Impact of sex differences on diagnosis and treatment
Although sex disparity in cancer incidence, aggressiveness and disease prognosis has been observed for a variety of cancers, relatively little is known and evaluated about the impact of sex on diagnosis and clinical disease management. A study in the US showed that women with pancreatic cancer had a longer time between symptom onset and diagnosis, and from diagnosis to surgery, compared with male patients [46]. Data from Spain show that there are sex-related differences in the time between screening or symptoms and diagnosis of rectal cancer, and that this form of cancer is suspected and confirmed earlier in men than it is in women [9]. As a result, women are more likely than men to be diagnosed later with disseminated disease [9]. An Italian study found that although greater adherence to colorectal screening programmes were by women, the sensitivity of screening was higher for men than women (80.1% vs 74.8%) [47]. Similarly, other inequalities may exist, such as a later diagnosis of, although rare, breast cancer in males [48].
The impact of sex differences on screening and diagnosis of cancer emphasises the importance of understanding the influences of sex differences across the cancer care continuum [8]. As diagnostic modalities become more automated in future, it is important to ensure that computer-assisted diagnostic tools using artificial intelligence (AI) do not introduce a sex bias in diagnoses, particularly if the AI training was based on an unequal number of images from males and females [49].
Awareness of sex differences across the cancer care continuum also extends to patient mental health: evidence from Spain indicates that women with cancer experience more anxiety than their male counterparts [50], highlighting the need to consider sex disparities in the management of the mental health of patients with cancer.
Sex differences in the pharmacology of anticancer drugs
Most anticancer agents are administered at standard dosages according to body weight or body surface area, which may vary considerably between men and women [51]. Body surface area has been identified as an inaccurate method to calculate chemotherapy doses; the associated risk of underdosing was recognised over a decade ago [51]. Intrinsic sex-based differences in body weight, plasma volume, gastric emptying time, plasma protein levels, cytochrome P450 (CYP450) activity, drug transporter function and excretion activity influence the four major factors that contribute to pharmacokinetic variability in individuals (bioavailability, distribution, metabolism and elimination) [52]. For example, women have a larger distribution volume of lipophilic drugs, whereas men have a larger distribution volume of water-soluble drugs [52]. Men typically tend to have increased activity of CYP1A2, CYP2D6 and CYP2E1 enzymes, resulting in increased metabolism of their corresponding drug substrates, while women show higher CYP3A4 activity, which is integral in metabolising the majority of drugs [52]. These sex disparities affect the pharmacokinetic profile of a large number of anticancer drugs and are responsible for 20% overexposure in women [53].

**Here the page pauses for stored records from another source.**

use ratatui::buffer::Buffer;
use ratatui::layout::{Constraint, Layout, Rect};
use ratatui::style::{Color, Modifier, Style};
use ratatui::widgets::{Block, BorderType, Padding, Paragraph, Widget, Wrap};

use crate::core::task::Task;

/// Horizontal padding (per side) between the border and text content.
const CONTENT_PAD_H: u16 = 1;
/// Columns taken by the checkbox plus the gap before it.
const CHECKBOX_WIDTH: u16 = 4;
/// Borders (1 left + 1 right), padding, and the checkbox column.
const HORIZONTAL_OVERHEAD: u16 = 2 + CONTENT_PAD_H * 2 + CHECKBOX_WIDTH;
/// Top + bottom borders.
const VERTICAL_OVERHEAD: u16 = 2;

pub const CHECKED: &str = "[x]";
pub const UNCHECKED: &str = "[ ]";

/// A single task rendered as a card: text on the left, checkbox on the right.
///
/// Transient, like the rest of the list rows: built fresh each frame from a
/// `&Task` plus the selection flag owned by `TaskListState`.
#[derive(Clone, Copy)]
pub struct TaskRow<'a> {
    pub task: &'a Task,
    pub is_selected: bool,
}

impl<'a> TaskRow<'a> {
    pub fn new(task: &'a Task, is_selected: bool) -> Self {
        Self { task, is_selected }
    }

    /// Height this row needs at the given width, predicted with `textwrap`
    /// so the list can size its scroll canvas before rendering anything.
    pub fn calculate_height(task: &Task, width: u16) -> u16 {
        let content_width = width.saturating_sub(HORIZONTAL_OVERHEAD);
        if content_width == 0 {
            return 1;
        }

        let options = textwrap::Options::new(content_width as usize)
            .break_words(true)
            .word_separator(textwrap::WordSeparator::AsciiSpace);

        let lines = textwrap::wrap(&task.text, options);
        (lines.len() as u16).max(1) + VERTICAL_OVERHEAD
    }
}

impl<'a> Widget for TaskRow<'a> {
    fn render(self, area: Rect, buf: &mut Buffer) {
        let text_style = if self.task.done {
            Style::default().fg(Color::DarkGray)
        } else {
            Style::default()
        };
        let border_style = if self.is_selected {
            Style::default().fg(Color::Cyan)
        } else {
            Style::default().add_modifier(Modifier::DIM)
        };

        let block = Block::bordered()
            .border_type(BorderType::Rounded)
            .border_style(border_style)
            .padding(Padding::horizontal(CONTENT_PAD_H));
        let inner = block.inner(area);
        block.render(area, buf);

        let [text_area, checkbox_area] =
            Layout::horizontal([Constraint::Min(0), Constraint::Length(CHECKBOX_WIDTH)])
                .areas(inner);

        let row_style = if self.is_selected {
            text_style.bg(Color::DarkGray)
        } else {
            text_style
        };
        Paragraph::new(self.task.text.as_str())
            .style(row_style)
            .wrap(Wrap { trim: true })
            .render(text_area, buf);

        let (mark, mark_style) = if self.task.done {
            (CHECKED, Style::default().fg(Color::Green).add_modifier(Modifier::BOLD))
        } else {
            (UNCHECKED, Style::default())
        };
        Paragraph::new(mark)
            .style(mark_style)
            .alignment(ratatui::layout::Alignment::Right)
            .render(checkbox_area, buf);
    }
}
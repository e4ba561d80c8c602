use ratatui::Frame;
use ratatui::layout::Rect;

/// A reusable UI component.
///
/// Components receive data via props (struct fields), may hold internal
/// state, and render to a `Frame` within a given `Rect`.
///
/// `render` takes `&mut self` so components can update caches (row
/// heights, scroll offsets) during the render pass, in the spirit of
/// Ratatui's `StatefulWidget`.
pub trait Component {
    /// Render the component into the given area.
    fn render(&mut self, frame: &mut Frame, area: Rect);
}

/// A component that handles terminal events.
pub trait EventHandler {
    /// The type of high-level event this component emits.
    type Event;

    /// Handle a low-level `TuiEvent` and optionally return a high-level event.
    fn handle_event(&mut self, event: &super::event::TuiEvent) -> Option<Self::Event>;
}
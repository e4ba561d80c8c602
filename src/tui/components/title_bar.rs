//! # TitleBar Component
//!
//! Top bar: the app name on the left, key hints for the focused area on
//! the right.
//!
//! Stateless. The hint text is a prop so the parent decides which hints
//! apply to the current focus:
//!
//! ```rust,ignore
//! let mut title_bar = TitleBar::new(tui.focus.hints());
//! title_bar.render(frame, title_area);
//! ```

use crate::tui::component::Component;
use ratatui::Frame;
use ratatui::layout::{Alignment, Rect};
use ratatui::style::{Color, Modifier, Style};
use ratatui::text::{Line, Span};

pub const APP_TITLE: &str = "QuickTasks";

pub struct TitleBar {
    /// Key hints for the focused area (e.g. "Enter add · Tab list")
    pub hints: String,
}

impl TitleBar {
    pub fn new(hints: impl Into<String>) -> Self {
        Self {
            hints: hints.into(),
        }
    }
}

impl Component for TitleBar {
    fn render(&mut self, frame: &mut Frame, area: Rect) {
        let title = Line::from(Span::styled(
            APP_TITLE,
            Style::default().fg(Color::Cyan).add_modifier(Modifier::BOLD),
        ));
        frame.render_widget(title, area);

        // Hints only if they fit next to the title
        let hints_width = self.hints.chars().count() as u16;
        if area.width > APP_TITLE.len() as u16 + 2 + hints_width {
            let hints = Line::from(Span::styled(
                self.hints.as_str(),
                Style::default().fg(Color::DarkGray),
            ))
            .alignment(Alignment::Right);
            frame.render_widget(hints, area);
        }
    }
}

Impact of sex differences on response to treatment
Sex differences in metabolism and immune response may contribute to differential responses to treatment between men and women. As described above, women are less likely than men to respond to ICI therapy in a number of cancer types including non-small cell lung cancer [54] and melanoma [55], although this is not a universal finding [56]. In addition, male and female patients with similar genomic profiles may have a different response to treatment, and genomic biomarkers may be predictive in one sex but not the other. For example, in melanoma patients, the presence of CFH, DGKG or PPP6C mutations was predictive of a better response to ICI therapy in males but not in females [57]. These gene mutations were also significant predictors of response in the overall group [57], so unless researchers are aware of the potential for sex differences in predictive biomarkers, they may mistakenly believe that a biomarker that is predictive in men is also predictive in women (or vice versa).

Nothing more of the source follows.